Pada pasien dengan penyakit ginjal kronis, osteodistrofi ginjal telah dilaporkan. Dengan pertimbangan
kami Hasil dari penyatuan tulang skapula yang berhasil, flap tulang vaskularisasi dapat digunakan pada
pasien hemodialisis dengan riwayat medis hiperparatiroidisme sekunder.
Kasus yang kami presentasikan adalah kasus yang jarang terjadi pada rekonstruksi flap osteokutan
skapula vaskularisasi untuk defek mandibula pada pasien yang menjalani hemodialisis. Stud i klinis
lebih lanjut untuk rekonstruksi flap vaskularisasi di daerah mulut dan maksilofasial pada pasien
hemodialisis diperlukan.
Kesimpulan
Kami menyajikan 5 seri kasus dan informasi yang bermanfaat tentang manajemen sukses perioperatif
untuk bedah mulut pada pasien hemodialisis. Kami menyimpulkan hasil yang lebih baik pasca operasi
dapat dicapai jika manajemen perioperatif yang memadai khusus untuk pasien hemodialisis dilakukan.

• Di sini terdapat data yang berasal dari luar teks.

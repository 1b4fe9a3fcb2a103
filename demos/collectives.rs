use spmd::collective::{self, SystemOperation, UserOperation};
use spmd::datatype::{DynBuffer, DynBufferMut};
use spmd::topology::Rank;
use spmd::traits::*;

fn main() -> spmd::Result<()> {
    let universe = spmd::initialize()?;
    let world = universe.world();
    let rank = world.rank();
    let size = world.size();
    let root_rank = 0;
    let root_process = world.process_at_rank(root_rank);

    let mut x = if rank == root_rank { 2u64.pow(10) } else { 0 };
    root_process.broadcast_into(&mut x)?;
    println!("Rank {} received value: {}.", rank, x);

    let count = size as usize;
    if rank == root_rank {
        let mut all = vec![0 as Rank; count];
        root_process.gather_into_root(&rank, &mut all[..])?;
        println!("Root gathered sequence: {:?}.", all);
        assert!(all.iter().enumerate().all(|(a, &b)| b == a as Rank));
    } else {
        root_process.gather_into(&rank)?;
    }

    let mut mine = 0 as Rank;
    if rank == root_rank {
        let v: Vec<Rank> = (0..size).map(|r| r * 10).collect();
        root_process.scatter_into_root(&v[..], &mut mine)?;
    } else {
        root_process.scatter_into(&mut mine)?;
    }
    assert_eq!(mine, rank * 10);

    if rank == root_rank {
        let mut sum: Rank = 0;
        root_process.reduce_into_root(&rank, &mut sum, SystemOperation::sum())?;
        assert_eq!(sum, size * (size - 1) / 2);
    } else {
        root_process.reduce_into(&rank, SystemOperation::sum())?;
    }

    let mut max: Rank = 0;
    world.all_reduce_into(&rank, &mut max, SystemOperation::max())?;
    assert_eq!(max, size - 1);

    let mut prefix: Rank = 0;
    world.scan_into(&rank, &mut prefix, SystemOperation::sum())?;
    assert_eq!(prefix, rank * (rank + 1) / 2);

    let mut product: Rank = 0;
    world.all_reduce_into(
        &(rank + 1),
        &mut product,
        &UserOperation::commutative(|x: DynBuffer, y: DynBufferMut| {
            let x: &[Rank] = x.downcast().expect("operands are ranks");
            let y: &mut [Rank] = y.downcast().expect("operands are ranks");
            for (&x_i, y_i) in x.iter().zip(y) {
                *y_i *= x_i;
            }
        }),
    )?;
    println!("Rank {} computed {}! = {}.", rank, size, product);

    let mut h = 0b1100u8;
    collective::reduce_local_into(&0b1010u8, &mut h, SystemOperation::bitwise_and())?;
    assert_eq!(h, 0b1000);

    world.barrier()?;
    Ok(())
}
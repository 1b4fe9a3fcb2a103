use spmd::collective::SystemOperation;
use spmd::environment::run_threaded;
use spmd::topology::{Color, CommunicatorRelation, GroupRelation, Rank, SystemGroup};
use spmd::traits::*;

#[test]
fn split_by_parity_gives_dense_subgroups() {
    let layouts = run_threaded(5, |universe| {
        let world = universe.world();
        let color = Color::with_value(world.rank() % 2);
        let half = world.split_by_color(color).unwrap().unwrap();

        // Ranks are dense and follow the world order.
        assert_eq!(half.rank(), world.rank() / 2);

        let mut members = vec![0 as Rank; half.size() as usize];
        half.all_gather_into(&world.rank(), &mut members[..]).unwrap();
        (half.size(), members)
    });
    assert_eq!(layouts[0], (3, vec![0, 2, 4]));
    assert_eq!(layouts[1], (2, vec![1, 3]));
    assert_eq!(layouts[0].0 + layouts[1].0, 5);
}

#[test]
fn keys_order_the_new_ranks() {
    let ranks = run_threaded(4, |universe| {
        let world = universe.world();
        let reversed = world
            .split_by_color_with_key(Color::with_value(0), -world.rank())
            .unwrap()
            .unwrap();
        reversed.rank()
    });
    assert_eq!(ranks, vec![3, 2, 1, 0]);
}

#[test]
fn equal_keys_fall_back_to_the_old_rank() {
    let ranks = run_threaded(4, |universe| {
        let world = universe.world();
        let comm = world
            .split_by_color_with_key(Color::with_value(1), 7)
            .unwrap()
            .unwrap();
        comm.rank()
    });
    assert_eq!(ranks, vec![0, 1, 2, 3]);
}

#[test]
fn undefined_color_opts_out() {
    let joined = run_threaded(3, |universe| {
        let world = universe.world();
        let color = if world.rank() == 1 {
            Color::undefined()
        } else {
            Color::with_value(0)
        };
        world
            .split_by_color(color)
            .unwrap()
            .map(|comm| comm.size())
    });
    assert_eq!(joined, vec![Some(2), None, Some(2)]);
}

#[test]
fn traffic_on_sub_communicators_stays_separate() {
    run_threaded(2, |universe| {
        let world = universe.world();
        let dup = world.duplicate().unwrap();
        assert_eq!(world.compare(&dup), CommunicatorRelation::Congruent);
        assert_eq!(dup.compare(&dup), CommunicatorRelation::Identical);

        if world.rank() == 0 {
            world.process_at_rank(1).send(&1i32).unwrap();
            dup.process_at_rank(1).send(&2i32).unwrap();
        } else {
            let (on_dup, _) = dup.process_at_rank(0).receive::<i32>().unwrap();
            let (on_world, _) = world.process_at_rank(0).receive::<i32>().unwrap();
            assert_eq!((on_world, on_dup), (1, 2));
        }

        let mut sum = 0;
        dup.all_reduce_into(&(world.rank() + 1), &mut sum, SystemOperation::sum())
            .unwrap();
        assert_eq!(sum, 3);
    });
}

#[test]
fn groups_split_into_communicators() {
    run_threaded(4, |universe| {
        let world = universe.world();
        let group = world.group();
        assert_eq!(group.size(), 4);
        assert_eq!(group.rank(), Some(world.rank()));

        let odd = group.include(&[3, 1]);
        let even = group.exclude(&[1, 3]);
        assert_eq!(odd.compare(&even), GroupRelation::Unequal);
        assert_eq!(odd.union(&even).size(), 4);
        assert_eq!(odd.intersection(&even).size(), 0);
        assert_eq!(group.difference(&odd).compare(&even), GroupRelation::Identical);
        assert_eq!(odd.translate_rank(0, &group), Some(3));
        assert_eq!(SystemGroup::empty().compare(&odd.intersection(&even)), GroupRelation::Identical);

        let mine = if world.rank() % 2 == 1 { &odd } else { &even };
        let comm = world.split_by_subgroup_collective(mine).unwrap().unwrap();
        let expected = match world.rank() {
            3 => 0,
            1 => 1,
            r => r / 2,
        };
        assert_eq!(comm.rank(), expected);
        assert_eq!(comm.compare(&world), CommunicatorRelation::Unequal);

        let mut max = -1;
        comm.all_reduce_into(&world.rank(), &mut max, SystemOperation::max())
            .unwrap();
        assert_eq!(max, if world.rank() % 2 == 1 { 3 } else { 2 });
    });
}

#[test]
fn communicators_carry_names() {
    run_threaded(2, |universe| {
        let world = universe.world();
        assert_eq!(world.get_name(), "world");
        let dup = world.duplicate().unwrap();
        dup.set_name("halo exchange");
        assert_eq!(dup.get_name(), "halo exchange");
        assert_eq!(world.get_name(), "world");
    });
}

Kami juga mempresentasikan rekonstruksi flap osteokutaneus skapula vaskularisasi pada pasien
hemodialisis dengan nefropati diabetik dan hiperparatiroidisme sekunder. Kami bersikeras bahwa bahkan
jika flap pertama memiliki komplikasi luka, rekonstruksi flap sekunder berhasil dan hasil yang lebih baik
secara estetis dapat dicapai dengan manajemen luka dan debridement yang ketat.
Izin
Informed consent tertulis diperoleh dari orang tua untuk publikasi laporan kasus ini da n gambar yang
menyertainya. Salinan persetujuan tertulis tersedia untuk ditinjau.